In November 1907, on the Emperor's birthday, an 'Open Letter to the Emperor of Japan from Anarchist Terrorists' appeared on the door of the Japanese Consulate in San Francisco. The result was the chain of events which led to Kõtoku's execution three years later. While Kõtoku denied responsibility, he was probably influential at the very least. From this point on, the Japanese government decided to have his head. He was placed under constant surveillance and his family was harassed by the police.

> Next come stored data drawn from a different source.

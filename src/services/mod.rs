/// Credential checks and session lifecycle.
pub mod auth_service;
/// OpenAPI documentation generation.
pub mod documentation;
/// Game inventory operations.
pub mod game_service;
/// Health check service.
pub mod health_service;
/// Background eviction of expired sessions.
pub mod session_sweeper;
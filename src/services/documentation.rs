use utoipa::OpenApi;

#[derive(OpenApi)]
/// Aggregated OpenAPI specification for the Retro Game Inventory API.
#[openapi(
    info(
        title = "Retro Game Inventory API",
        version = "1.0.0",
        description = "Retro Game Inventory API documented with Swagger"
    ),
    paths(
        crate::routes::health::healthcheck,
        crate::routes::hello::hello,
        crate::routes::auth::login,
        crate::routes::auth::logout,
        crate::routes::games::list_games,
        crate::routes::games::get_game,
        crate::routes::games::create_game,
        crate::routes::games::update_game,
        crate::routes::games::delete_game,
    ),
    components(
        schemas(
            crate::dto::health::HealthResponse,
            crate::dto::auth::LoginRequest,
            crate::dto::auth::MessageResponse,
            crate::dto::game::Game,
            crate::dto::game::GameInput,
        )
    ),
    tags(
        (name = "health", description = "Health check endpoints"),
        (name = "auth", description = "Session login and logout"),
        (name = "games", description = "Game inventory, requires a session cookie"),
    )
)]
pub struct ApiDoc;
use axum::Router;

use crate::state::SharedState;

pub mod auth;
pub mod cookie;
pub mod docs;
pub mod extract;
pub mod games;
pub mod health;
pub mod hello;

/// Compose all route trees, wiring in shared state and documentation routes.
pub fn router(state: SharedState) -> Router<()> {
    let api_router = health::router()
        .merge(hello::router())
        .merge(auth::router())
        .merge(games::router(state.clone()));

    let docs_router = docs::router(state.clone());

    api_router.merge(docs_router).with_state(state)
}
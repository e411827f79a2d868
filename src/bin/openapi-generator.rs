use retro_game_inventory::services::documentation::ApiDoc;
use utoipa::OpenApi;

fn main() -> Result<(), serde_json::Error> {
    let doc = ApiDoc::openapi();
    println!("{}", doc.to_pretty_json()?);
    Ok(())
}
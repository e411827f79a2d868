/// Game and user persistence backends.
pub mod game_store;
/// Persisted record definitions.
pub mod models;
/// Storage abstraction layer shared by every backend.
pub mod storage;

In the 'Red Flag Incident' of June 1908 and the repression which followed, almost all the known socialist leaders were arrested. Kõtoku, who had been living in the south for his health, was almost alone and seems to have begun talking about bombs and things. While there is no evidence of a plan on his part, the people he talked to took him seriously and began gathering materials and testing explosives in the mountains in preparation for an attack on the Emperor's life. Two things suggest that Kõtoku was actively involved: one, he was suffering from advanced TB and had only a few years to live anyway; two, the continuing police repression made it impossible to organize constructive revolutionary activities. He seems to have approved the plan, even if he took no active part in the preparations.

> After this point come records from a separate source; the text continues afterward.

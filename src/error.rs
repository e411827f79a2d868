use axum::{
    Json,
    extract::rejection::JsonRejection,
    http::StatusCode,
    response::IntoResponse,
};
use serde::Serialize;
use thiserror::Error;
use validator::ValidationErrors;

use crate::dao::storage::StorageError;

/// Errors that can occur in service layer operations.
#[derive(Debug, Error)]
pub enum ServiceError {
    /// Storage backend failed while serving the request.
    #[error("storage failure")]
    Storage(#[source] StorageError),
    /// No authenticated session accompanies the request.
    #[error("unauthorized: {0}")]
    Unauthorized(String),
    /// Login attempt with an unknown username or a wrong password.
    #[error("invalid credentials")]
    InvalidCredentials,
    /// Invalid input provided by the client.
    #[error("invalid input: {0}")]
    InvalidInput(String),
    /// Requested resource was not found.
    #[error("not found: {0}")]
    NotFound(String),
}

impl From<StorageError> for ServiceError {
    fn from(err: StorageError) -> Self {
        ServiceError::Storage(err)
    }
}

impl From<ValidationErrors> for AppError {
    fn from(err: ValidationErrors) -> Self {
        AppError::BadRequest(format!("validation failed: {}", err))
    }
}

impl From<JsonRejection> for AppError {
    fn from(rejection: JsonRejection) -> Self {
        AppError::BadRequest(rejection.body_text())
    }
}

/// Application-level errors that are converted to HTTP responses.
#[derive(Debug, Error)]
pub enum AppError {
    /// Bad request with invalid input.
    #[error("bad request: {0}")]
    BadRequest(String),
    /// Missing session or rejected credentials.
    #[error("unauthorized: {0}")]
    Unauthorized(String),
    /// Requested resource not found.
    #[error("not found: {0}")]
    NotFound(String),
    /// Internal server error.
    #[error("internal error: {0}")]
    Internal(String),
}

impl From<ServiceError> for AppError {
    fn from(err: ServiceError) -> Self {
        match err {
            ServiceError::Storage(source) => AppError::Internal(source.to_string()),
            ServiceError::Unauthorized(message) => AppError::Unauthorized(message),
            ServiceError::InvalidCredentials => {
                AppError::Unauthorized("invalid credentials".into())
            }
            ServiceError::InvalidInput(message) => AppError::BadRequest(message),
            ServiceError::NotFound(message) => AppError::NotFound(message),
        }
    }
}

#[derive(Serialize)]
struct ErrorBody {
    message: String,
}

impl AppError {
    /// HTTP status the error is reported with.
    pub fn status(&self) -> StatusCode {
        match self {
            AppError::BadRequest(_) => StatusCode::BAD_REQUEST,
            AppError::Unauthorized(_) => StatusCode::UNAUTHORIZED,
            AppError::NotFound(_) => StatusCode::NOT_FOUND,
            AppError::Internal(_) => StatusCode::INTERNAL_SERVER_ERROR,
        }
    }
}

impl IntoResponse for AppError {
    fn into_response(self) -> axum::response::Response {
        let status = self.status();
        let payload = Json(ErrorBody {
            message: self.to_string(),
        });

        (status, payload).into_response()
    }
}

#[cfg(test)]
mod tests {
    use super::*;

    #[test]
    fn service_errors_map_to_documented_statuses() {
        let storage = StorageError::unavailable(
            "disk gone".into(),
            std::io::Error::other("disk gone"),
        );
        let cases = [
            (ServiceError::Storage(storage), StatusCode::INTERNAL_SERVER_ERROR),
            (
                ServiceError::Unauthorized("no session".into()),
                StatusCode::UNAUTHORIZED,
            ),
            (ServiceError::InvalidCredentials, StatusCode::UNAUTHORIZED),
            (
                ServiceError::InvalidInput("title".into()),
                StatusCode::BAD_REQUEST,
            ),
            (
                ServiceError::NotFound("game `9999`".into()),
                StatusCode::NOT_FOUND,
            ),
        ];

        for (err, expected) in cases {
            assert_eq!(AppError::from(err).status(), expected);
        }
    }

    #[tokio::test]
    async fn json_rejections_become_bad_requests() {
        use axum::{body::Body, extract::FromRequest, http::Request};

        let request = Request::builder()
            .header("content-type", "application/json")
            .body(Body::from("{not json"))
            .unwrap();
        let rejection = Json::<serde_json::Value>::from_request(request, &())
            .await
            .unwrap_err();

        let err = AppError::from(rejection);
        assert_eq!(err.status(), StatusCode::BAD_REQUEST);
        assert!(err.to_string().starts_with("bad request: "));
    }

    #[test]
    fn credential_errors_do_not_name_the_field() {
        let message = AppError::from(ServiceError::InvalidCredentials).to_string();
        assert_eq!(message, "unauthorized: invalid credentials");
    }
}
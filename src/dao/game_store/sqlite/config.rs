use std::time::Duration;

/// Runtime configuration describing how to open the SQLite database.
#[derive(Debug, Clone)]
pub struct SqliteConfig {
    pub url: String,
    pub max_connections: u32,
    pub acquire_timeout: Duration,
}

impl SqliteConfig {
    /// Configuration for the database at `url` with default pool settings.
    pub fn new(url: impl Into<String>) -> Self {
        Self {
            url: url.into(),
            max_connections: 5,
            acquire_timeout: Duration::from_secs(5),
        }
    }

    /// Private in-memory database; every connection of a pool would see a
    /// different database, so the pool is capped at a single connection.
    pub fn in_memory() -> Self {
        Self {
            max_connections: 1,
            ..Self::new("sqlite::memory:")
        }
    }

    /// Whether the URL points at a private in-memory database.
    pub fn is_in_memory(&self) -> bool {
        self.url.contains(":memory:") || self.url.contains("mode=memory")
    }
}
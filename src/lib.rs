//! Library crate for retro-game-inventory, exposing modules for binaries and integration tests.

pub mod config;
pub mod dao;
pub mod dto;
pub mod error;
pub mod routes;
pub mod services;
pub mod state;
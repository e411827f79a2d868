use futures::future::BoxFuture;
use sqlx::{SqlitePool, sqlite::SqlitePoolOptions};
use tracing::info;

use crate::dao::{
    game_store::GameStore,
    models::{GameEntity, NewGameEntity, SEED_GAMES, SEED_USERS, UserEntity},
    storage::StorageResult,
};

use super::{
    config::SqliteConfig,
    error::{SqliteDaoError, SqliteResult},
    models::{CREATE_GAMES_TABLE, CREATE_USERS_TABLE, GameRow, UserRow},
};

const SELECT_GAMES: &str = "SELECT id, title, genre FROM games ORDER BY id";
const SELECT_GAME: &str = "SELECT id, title, genre FROM games WHERE id = ?";
const INSERT_GAME: &str = "INSERT INTO games (id, title, genre) \
     VALUES ((SELECT COALESCE(MAX(id), 0) + 1 FROM games), ?, ?) \
     RETURNING id, title, genre";
const UPDATE_GAME: &str =
    "UPDATE games SET title = ?, genre = ? WHERE id = ? RETURNING id, title, genre";
const DELETE_GAME: &str = "DELETE FROM games WHERE id = ? RETURNING id, title, genre";
const SELECT_USER: &str = "SELECT id, username FROM users WHERE username = ? AND password = ?";

/// Game store persisting into the `games` and `users` tables of a SQLite file.
#[derive(Clone)]
pub struct SqliteGameStore {
    pool: SqlitePool,
}

impl SqliteGameStore {
    /// Open the database, create missing tables and seed empty ones.
    pub async fn connect(config: SqliteConfig) -> SqliteResult<Self> {
        let mut options = SqlitePoolOptions::new()
            .max_connections(config.max_connections)
            .acquire_timeout(config.acquire_timeout);
        if config.is_in_memory() {
            // Dropping the only connection would drop the whole database.
            options = options
                .max_connections(1)
                .idle_timeout(None)
                .max_lifetime(None);
        }

        let pool = options
            .connect(&config.url)
            .await
            .map_err(|source| SqliteDaoError::Connect {
                url: config.url.clone(),
                source,
            })?;

        let store = Self { pool };
        store.ensure_schema().await?;
        store.seed().await?;
        Ok(store)
    }

    async fn ensure_schema(&self) -> SqliteResult<()> {
        for (table, ddl) in [("games", CREATE_GAMES_TABLE), ("users", CREATE_USERS_TABLE)] {
            sqlx::query(ddl)
                .execute(&self.pool)
                .await
                .map_err(|source| SqliteDaoError::CreateTable { table, source })?;
        }
        Ok(())
    }

    async fn seed(&self) -> SqliteResult<()> {
        if self.is_empty("games").await? {
            for (title, genre) in SEED_GAMES {
                sqlx::query("INSERT INTO games (title, genre) VALUES (?, ?)")
                    .bind(title)
                    .bind(genre)
                    .execute(&self.pool)
                    .await
                    .map_err(|source| SqliteDaoError::Seed {
                        table: "games",
                        source,
                    })?;
            }
            info!(count = SEED_GAMES.len(), "seeded games table");
        }

        if self.is_empty("users").await? {
            for (username, password) in SEED_USERS {
                sqlx::query("INSERT INTO users (username, password) VALUES (?, ?)")
                    .bind(username)
                    .bind(password)
                    .execute(&self.pool)
                    .await
                    .map_err(|source| SqliteDaoError::Seed {
                        table: "users",
                        source,
                    })?;
            }
            info!(count = SEED_USERS.len(), "seeded users table");
        }

        Ok(())
    }

    async fn is_empty(&self, table: &'static str) -> SqliteResult<bool> {
        // `table` only ever comes from the literals above.
        let count: i64 = sqlx::query_scalar(&format!("SELECT COUNT(*) FROM {table}"))
            .fetch_one(&self.pool)
            .await
            .map_err(|source| SqliteDaoError::Seed { table, source })?;
        Ok(count == 0)
    }

    /// Close every pooled connection.
    pub async fn close(&self) {
        self.pool.close().await;
    }
}

impl GameStore for SqliteGameStore {
    fn list_games(&self) -> BoxFuture<'static, StorageResult<Vec<GameEntity>>> {
        let pool = self.pool.clone();
        Box::pin(async move {
            let rows = sqlx::query_as::<_, GameRow>(SELECT_GAMES)
                .fetch_all(&pool)
                .await
                .map_err(|source| SqliteDaoError::ListGames { source })?;
            Ok(rows.into_iter().map(Into::into).collect())
        })
    }

    fn find_game(&self, id: i64) -> BoxFuture<'static, StorageResult<Option<GameEntity>>> {
        let pool = self.pool.clone();
        Box::pin(async move {
            let row = sqlx::query_as::<_, GameRow>(SELECT_GAME)
                .bind(id)
                .fetch_optional(&pool)
                .await
                .map_err(|source| SqliteDaoError::LoadGame { id, source })?;
            Ok(row.map(Into::into))
        })
    }

    fn create_game(&self, game: NewGameEntity) -> BoxFuture<'static, StorageResult<GameEntity>> {
        let pool = self.pool.clone();
        Box::pin(async move {
            let row = sqlx::query_as::<_, GameRow>(INSERT_GAME)
                .bind(game.title)
                .bind(game.genre)
                .fetch_one(&pool)
                .await
                .map_err(|source| SqliteDaoError::InsertGame { source })?;
            Ok(row.into())
        })
    }

    fn update_game(
        &self,
        id: i64,
        game: NewGameEntity,
    ) -> BoxFuture<'static, StorageResult<Option<GameEntity>>> {
        let pool = self.pool.clone();
        Box::pin(async move {
            let row = sqlx::query_as::<_, GameRow>(UPDATE_GAME)
                .bind(game.title)
                .bind(game.genre)
                .bind(id)
                .fetch_optional(&pool)
                .await
                .map_err(|source| SqliteDaoError::UpdateGame { id, source })?;
            Ok(row.map(Into::into))
        })
    }

    fn delete_game(&self, id: i64) -> BoxFuture<'static, StorageResult<Option<GameEntity>>> {
        let pool = self.pool.clone();
        Box::pin(async move {
            let row = sqlx::query_as::<_, GameRow>(DELETE_GAME)
                .bind(id)
                .fetch_optional(&pool)
                .await
                .map_err(|source| SqliteDaoError::DeleteGame { id, source })?;
            Ok(row.map(Into::into))
        })
    }

    fn find_user(
        &self,
        username: String,
        password: String,
    ) -> BoxFuture<'static, StorageResult<Option<UserEntity>>> {
        let pool = self.pool.clone();
        Box::pin(async move {
            let row = sqlx::query_as::<_, UserRow>(SELECT_USER)
                .bind(username.clone())
                .bind(password)
                .fetch_optional(&pool)
                .await
                .map_err(|source| SqliteDaoError::LoadUser { username, source })?;
            Ok(row.map(Into::into))
        })
    }

    fn health_check(&self) -> BoxFuture<'static, StorageResult<()>> {
        let pool = self.pool.clone();
        Box::pin(async move {
            sqlx::query("SELECT 1")
                .execute(&pool)
                .await
                .map_err(|source| SqliteDaoError::HealthCheck { source })?;
            Ok(())
        })
    }
}
use axum::extract::FromRequest;

use crate::error::AppError;

/// JSON request body whose rejections are reported as `400 {"message": ...}`.
#[derive(Debug, FromRequest)]
#[from_request(via(axum::Json), rejection(AppError))]
pub struct AppJson<T>(pub T);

The planning continued through 1909 and the date was set for August 1910. In May 1910, in a routine investigation, the police discovered explosive chemicals at the home of one of the conspirators. Within a few days all were arrested, Kõtoku himself being the last, although the evidence suggests that he was more interested in publishing at that stage. The trial, which began in December, was a mystery. It was held in camera and the records have never been made public. Some compared it to the Chicago Anarchists' trial in 1886. Despite the seriousness and complexity of the case, the trial lasted less than three weeks. When Kõtoku arrived at the courtroom, in a dramatic scene, the socialists in the room for the trial judgment unfurled the red flags for him to see.

On January 18, 1911, Kõtoku and 23 others were found guilty of all the charges against them, most of which were "crimes against the throne", and sentenced to death. Before the court was cleared by guards, it rang with shouts of "Long Live Anarchists!" and "Long Live Anarchy!" While twelve of the convicted later had their charges commuted to life imprisonment, those for Kõtoku and the others stuck, and he was hung in the morning of January 24, 1911 after smoking a final cigarette.

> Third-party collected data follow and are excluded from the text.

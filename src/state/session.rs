//! Token-keyed registry of logged-in browsers.

use std::time::Duration;

use dashmap::DashMap;
use time::OffsetDateTime;
use uuid::Uuid;

/// Identity attached to an authenticated session.
#[derive(Debug, Clone, PartialEq, Eq)]
pub struct SessionUser {
    /// Login name the session was opened for.
    pub username: String,
}

/// Server-side record of a browser session.
#[derive(Debug, Clone)]
pub struct Session {
    /// Opaque token stored in the client cookie.
    pub id: String,
    /// Bound user, absent for sessions that never logged in.
    pub user: Option<SessionUser>,
    /// Moment after which the record is no longer honoured.
    pub expires_at: OffsetDateTime,
}

impl Session {
    fn is_expired_at(&self, now: OffsetDateTime) -> bool {
        self.expires_at <= now
    }
}

/// Session registry with a fixed time-to-live per record.
pub struct SessionStore {
    sessions: DashMap<String, Session>,
    ttl: Duration,
}

impl SessionStore {
    /// Create an empty store issuing sessions that live for `ttl`.
    pub fn new(ttl: Duration) -> Self {
        Self {
            sessions: DashMap::new(),
            ttl,
        }
    }

    /// Open a fresh session for `user` under a newly drawn token.
    pub fn create(&self, user: SessionUser) -> Session {
        let session = Session {
            id: Uuid::new_v4().simple().to_string(),
            user: Some(user),
            expires_at: OffsetDateTime::now_utc() + self.ttl,
        };
        self.sessions.insert(session.id.clone(), session.clone());
        session
    }

    /// Resolve the user bound to `token`, evicting the record if it has expired.
    pub fn authenticated_user(&self, token: &str) -> Option<SessionUser> {
        let now = OffsetDateTime::now_utc();
        {
            let entry = self.sessions.get(token)?;
            if !entry.is_expired_at(now) {
                return entry.user.clone();
            }
        }

        self.sessions
            .remove_if(token, |_, session| session.is_expired_at(now));
        None
    }

    /// Drop the session behind `token`, returning whether one existed.
    pub fn destroy(&self, token: &str) -> bool {
        self.sessions.remove(token).is_some()
    }

    /// Remove every expired session and report how many were dropped.
    pub fn sweep_expired(&self) -> usize {
        let now = OffsetDateTime::now_utc();
        let mut removed = 0;
        self.sessions.retain(|_, session| {
            let keep = !session.is_expired_at(now);
            if !keep {
                removed += 1;
            }
            keep
        });
        removed
    }

    /// Number of sessions held, including expired ones not yet swept.
    pub fn len(&self) -> usize {
        self.sessions.len()
    }

    /// Whether no session is held.
    pub fn is_empty(&self) -> bool {
        self.sessions.is_empty()
    }
}
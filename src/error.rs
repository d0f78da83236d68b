use std::path::PathBuf;

use miette::Diagnostic;
use thiserror::Error;

#[derive(Debug, Error, Diagnostic)]
pub enum TaxaError {
    #[error("invalid local key: {0}")]
    InvalidKey(String),

    #[error("invalid persistent id: {0}")]
    InvalidPersistentId(String),

    #[error("invalid rank: {0}")]
    InvalidRank(String),

    #[error("invalid dataset key: {0}")]
    InvalidDatasetKey(String),

    #[error("invalid matching mode: {0} (expected exact, fuzzy, fulltext, suggest or contains)")]
    InvalidMatchingMode(String),

    #[error("GBIF request failed: {0}")]
    GbifHttp(String),

    #[error("GBIF returned status {status}: {message}")]
    GbifStatus { status: u16, message: String },

    #[error("failed to decode registry response: {0}")]
    Decode(String),

    #[error("name usage not found: {0}")]
    NotFound(String),

    #[error("failed to read config file at {0}")]
    ConfigRead(PathBuf),

    #[error("failed to parse JSON config: {0}")]
    ConfigParse(String),
}

impl TaxaError {
    pub fn is_transport(&self) -> bool {
        matches!(
            self,
            TaxaError::GbifHttp(_) | TaxaError::GbifStatus { .. } | TaxaError::Decode(_)
        )
    }
}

Notehelfer's 'Kõtoku Shusui' is a detailed, academic study which, in its attempts to be objective, succeeds in totally destroying the atmosphere which surrounded the early20th century Japanese radical movement. Since it is the only full-length study of a Japanese anarchist in English, it is a very important source. Yet comrades reading it will come away with the feeling that they have learned a lot about Kõtoku's personal hang-ups but very little about the movement itself. Partly this is because most of Kõtoku's activities predated the radical phase of the movement. Much of the book is thus spent trying to relate him to other Meiji intellectuals rather than to other trends in the revolutionary movement. Hence developments in his radicalisation process are dotted here and there amongst a stream of socio-psychological theorising and long quotations. It would be nice if someone from the movement could start from the other end and write a history of the movement which puts Kõtoku in his proper place. At the moment, however, we have to rely on the offerings of academics.